Hunters Accessing Public Lands Should be Aware of Rules

Hunters accessing BLM-administered lands this season are reminded to drive only on established roads and trails. The BLM and Forest Service prohibit "cross-country" travel in order to reduce soil erosion, reduce the chances of wildfire ignition from hot exhaust systems, and reduce impacts to wildlife habitat and vegetation.
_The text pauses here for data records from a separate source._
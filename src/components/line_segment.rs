// src/components/line_segment.rs

use itertools::Itertools;
use serde::{Deserialize, Serialize};

use crate::components::position::Position2D;
use crate::ecs::component::Component;
use crate::protocol::ModuleId;

/// A straight wall or checkpoint line between two grid points.
#[derive(Debug, Clone, Copy, PartialEq, Eq, Hash, Serialize, Deserialize)]
pub struct LineSegment {
    pub x1: i64,
    pub y1: i64,
    pub x2: i64,
    pub y2: i64,
}

impl LineSegment {
    pub const fn new(x1: i64, y1: i64, x2: i64, y2: i64) -> Self {
        Self { x1, y1, x2, y2 }
    }

    pub fn between(from: Position2D, to: Position2D) -> Self {
        Self { x1: from.x, y1: from.y, x2: to.x, y2: to.y }
    }

    pub fn start(&self) -> Position2D {
        Position2D::new(self.x1, self.y1)
    }

    pub fn end(&self) -> Position2D {
        Position2D::new(self.x2, self.y2)
    }

    pub fn is_degenerate(&self) -> bool {
        self.x1 == self.x2 && self.y1 == self.y2
    }

    /// Consecutive segments through `points`.
    pub fn polyline(points: &[(i64, i64)]) -> Vec<LineSegment> {
        points
            .iter()
            .tuple_windows()
            .map(|(&(x1, y1), &(x2, y2))| LineSegment::new(x1, y1, x2, y2))
            .collect()
    }

    /// Like [`LineSegment::polyline`], plus a segment closing the last point back to the first.
    pub fn polygon(points: &[(i64, i64)]) -> Vec<LineSegment> {
        points
            .iter()
            .circular_tuple_windows()
            .map(|(&(x1, y1), &(x2, y2))| LineSegment::new(x1, y1, x2, y2))
            .collect()
    }
}

impl Component for LineSegment {
    const ID: ModuleId = ModuleId::from_static("race.components.LineSegment2D");
}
Hunters and recreationists are also reminded to be certain of land ownership. It is unlawful to travel through private property to access public property without the consent of the property owner. Hunters should obey signs and leave gates as they are found. Obtain a map of the area you intend to go, and check in with your local Forest Service or BLM office to obtain current road information. BLM maps are available for a fee at each BLM office, and Forest Service travel maps that indicate which roads and trails are open to motorized use are available for free at all Forest Service offices and on each National Forest’s website.
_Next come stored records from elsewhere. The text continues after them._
// src/systems/mod.rs
//! Behaviour modules. Each system is a small struct carrying its address,
//! and every entry point takes a [`SystemContext`] for the transaction it
//! runs in.

pub mod context;
pub mod move_system;
pub mod race_system;
pub mod track_system;

pub use context::SystemContext;
pub use move_system::MoveSystem;
pub use race_system::RaceSystem;
pub use track_system::TrackSystem;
Violations can be reported by calling the BLM Billings Field Office at 896-5266, or by calling 1-800-TIP-MONT. Further information may also be obtained on the web at

The BLM manages more than 245 million acres of public land, the most of any Federal agency. This land, known as the National System of Public Lands, is primarily located in 12 Western states, including Alaska. The BLM also administers 700 million acres of sub-surface mineral estate throughout the nation. The BLM's mission is to sustain the health, diversity, and productivity of America’s public lands for the use and enjoyment of present and future generations. In Fiscal Year 2015, the BLM generated $4.1 billion in receipts from activities occurring on public lands.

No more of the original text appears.